▶ _Assigned task_
Only the lines from the top of the data through the one with "filename quillt/src/main.rs" are to be written out, each exactly as it stands.

▶ _Records for the exercise_
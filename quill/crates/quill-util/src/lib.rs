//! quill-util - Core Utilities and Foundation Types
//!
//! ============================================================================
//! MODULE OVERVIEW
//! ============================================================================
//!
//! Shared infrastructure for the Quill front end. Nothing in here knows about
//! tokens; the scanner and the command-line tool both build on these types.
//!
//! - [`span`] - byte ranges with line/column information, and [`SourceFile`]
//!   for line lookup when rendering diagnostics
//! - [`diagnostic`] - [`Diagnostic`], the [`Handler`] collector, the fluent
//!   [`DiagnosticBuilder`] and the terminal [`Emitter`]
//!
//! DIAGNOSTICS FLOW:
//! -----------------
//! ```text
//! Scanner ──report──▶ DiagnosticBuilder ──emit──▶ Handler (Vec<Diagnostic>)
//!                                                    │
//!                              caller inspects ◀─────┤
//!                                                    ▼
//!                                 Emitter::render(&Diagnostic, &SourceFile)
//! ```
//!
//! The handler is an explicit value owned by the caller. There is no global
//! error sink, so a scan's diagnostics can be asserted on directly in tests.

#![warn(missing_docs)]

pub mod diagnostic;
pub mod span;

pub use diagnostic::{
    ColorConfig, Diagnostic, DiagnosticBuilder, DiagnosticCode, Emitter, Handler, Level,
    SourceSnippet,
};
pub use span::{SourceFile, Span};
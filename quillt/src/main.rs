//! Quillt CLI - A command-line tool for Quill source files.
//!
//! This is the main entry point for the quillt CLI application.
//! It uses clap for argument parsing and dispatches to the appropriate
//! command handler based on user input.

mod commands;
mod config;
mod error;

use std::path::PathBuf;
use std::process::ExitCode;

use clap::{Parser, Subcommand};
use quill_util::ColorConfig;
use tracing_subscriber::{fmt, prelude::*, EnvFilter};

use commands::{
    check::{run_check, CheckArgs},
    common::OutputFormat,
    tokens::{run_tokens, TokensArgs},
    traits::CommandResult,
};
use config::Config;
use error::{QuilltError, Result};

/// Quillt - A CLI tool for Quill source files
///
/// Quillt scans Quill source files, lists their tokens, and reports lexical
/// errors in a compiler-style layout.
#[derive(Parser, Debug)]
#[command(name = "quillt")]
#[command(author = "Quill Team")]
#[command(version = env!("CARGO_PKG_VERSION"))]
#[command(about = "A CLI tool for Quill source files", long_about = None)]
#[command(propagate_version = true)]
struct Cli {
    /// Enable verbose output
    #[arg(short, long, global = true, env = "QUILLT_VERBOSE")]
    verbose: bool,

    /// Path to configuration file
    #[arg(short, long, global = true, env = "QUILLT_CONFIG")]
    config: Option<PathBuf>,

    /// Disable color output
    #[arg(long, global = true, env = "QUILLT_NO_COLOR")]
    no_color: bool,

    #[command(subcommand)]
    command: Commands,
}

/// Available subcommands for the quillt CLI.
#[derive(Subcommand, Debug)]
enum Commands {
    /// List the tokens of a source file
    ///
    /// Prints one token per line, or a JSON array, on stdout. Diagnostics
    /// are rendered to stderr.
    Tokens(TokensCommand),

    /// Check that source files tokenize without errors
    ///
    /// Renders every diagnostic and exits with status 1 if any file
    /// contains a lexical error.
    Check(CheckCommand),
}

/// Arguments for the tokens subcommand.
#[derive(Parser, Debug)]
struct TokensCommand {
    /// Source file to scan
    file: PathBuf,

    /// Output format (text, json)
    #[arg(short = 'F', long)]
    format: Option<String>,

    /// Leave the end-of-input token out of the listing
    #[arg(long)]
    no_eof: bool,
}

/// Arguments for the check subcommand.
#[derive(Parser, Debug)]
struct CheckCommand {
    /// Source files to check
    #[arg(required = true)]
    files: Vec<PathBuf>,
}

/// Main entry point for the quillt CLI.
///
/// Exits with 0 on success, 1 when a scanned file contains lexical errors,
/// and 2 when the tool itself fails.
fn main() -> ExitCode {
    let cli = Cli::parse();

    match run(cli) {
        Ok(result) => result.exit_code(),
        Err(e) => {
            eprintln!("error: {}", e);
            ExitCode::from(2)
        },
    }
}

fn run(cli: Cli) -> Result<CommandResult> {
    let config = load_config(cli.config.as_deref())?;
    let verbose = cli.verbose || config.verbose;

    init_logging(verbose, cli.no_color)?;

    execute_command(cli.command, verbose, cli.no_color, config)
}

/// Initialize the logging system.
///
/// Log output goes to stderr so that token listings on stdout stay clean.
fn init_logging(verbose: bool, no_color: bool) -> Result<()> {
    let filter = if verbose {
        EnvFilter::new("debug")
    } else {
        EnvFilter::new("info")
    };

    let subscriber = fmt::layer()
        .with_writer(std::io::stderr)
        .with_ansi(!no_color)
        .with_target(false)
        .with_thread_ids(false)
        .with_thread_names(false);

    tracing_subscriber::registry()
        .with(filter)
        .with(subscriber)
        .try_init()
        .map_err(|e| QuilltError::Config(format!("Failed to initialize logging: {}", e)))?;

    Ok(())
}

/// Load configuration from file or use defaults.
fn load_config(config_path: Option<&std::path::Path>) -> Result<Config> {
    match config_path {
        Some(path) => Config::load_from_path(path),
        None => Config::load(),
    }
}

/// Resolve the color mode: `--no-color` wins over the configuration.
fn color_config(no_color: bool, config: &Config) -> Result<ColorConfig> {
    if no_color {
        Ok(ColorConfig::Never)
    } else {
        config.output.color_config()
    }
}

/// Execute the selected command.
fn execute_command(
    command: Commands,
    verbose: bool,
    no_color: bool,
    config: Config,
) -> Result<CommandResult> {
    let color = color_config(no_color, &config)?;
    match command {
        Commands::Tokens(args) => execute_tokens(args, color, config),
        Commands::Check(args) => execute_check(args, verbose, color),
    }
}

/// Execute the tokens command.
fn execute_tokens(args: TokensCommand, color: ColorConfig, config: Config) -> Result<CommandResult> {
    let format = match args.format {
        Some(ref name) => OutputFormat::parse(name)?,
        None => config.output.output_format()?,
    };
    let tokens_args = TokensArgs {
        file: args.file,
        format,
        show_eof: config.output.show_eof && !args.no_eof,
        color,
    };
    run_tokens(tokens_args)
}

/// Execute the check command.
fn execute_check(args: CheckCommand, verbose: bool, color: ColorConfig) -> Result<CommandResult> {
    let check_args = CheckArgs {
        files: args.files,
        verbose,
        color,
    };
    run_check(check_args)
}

▶ _Your response_
filename quill/crates/quill-util/src/lib.rs
//! quill-util - Core Utilities and Foundation Types
//!
//! ============================================================================
//! MODULE OVERVIEW
//! ============================================================================
//!
//! Shared infrastructure for the Quill front end. Nothing in here knows about
//! tokens; the scanner and the command-line tool both build on these types.
//!
//! - [`span`] - byte ranges with line/column information, and [`SourceFile`]
//!   for line lookup when rendering diagnostics
//! - [`diagnostic`] - [`Diagnostic`], the [`Handler`] collector, the fluent
//!   [`DiagnosticBuilder`] and the terminal [`Emitter`]
//!
//! DIAGNOSTICS FLOW:
//! -----------------
//! ```text
//! Scanner ──report──▶ DiagnosticBuilder ──emit──▶ Handler (Vec<Diagnostic>)
//!                                                    │
//!                              caller inspects ◀─────┤
//!                                                    ▼
//!                                 Emitter::render(&Diagnostic, &SourceFile)
//! ```
//!
//! The handler is an explicit value owned by the caller. There is no global
//! error sink, so a scan's diagnostics can be asserted on directly in tests.

#![warn(missing_docs)]

pub mod diagnostic;
pub mod span;

pub use diagnostic::{
    ColorConfig, Diagnostic, DiagnosticBuilder, DiagnosticCode, Emitter, Handler, Level,
    SourceSnippet,
};
pub use span::{SourceFile, Span};
filename quillt/src/main.rs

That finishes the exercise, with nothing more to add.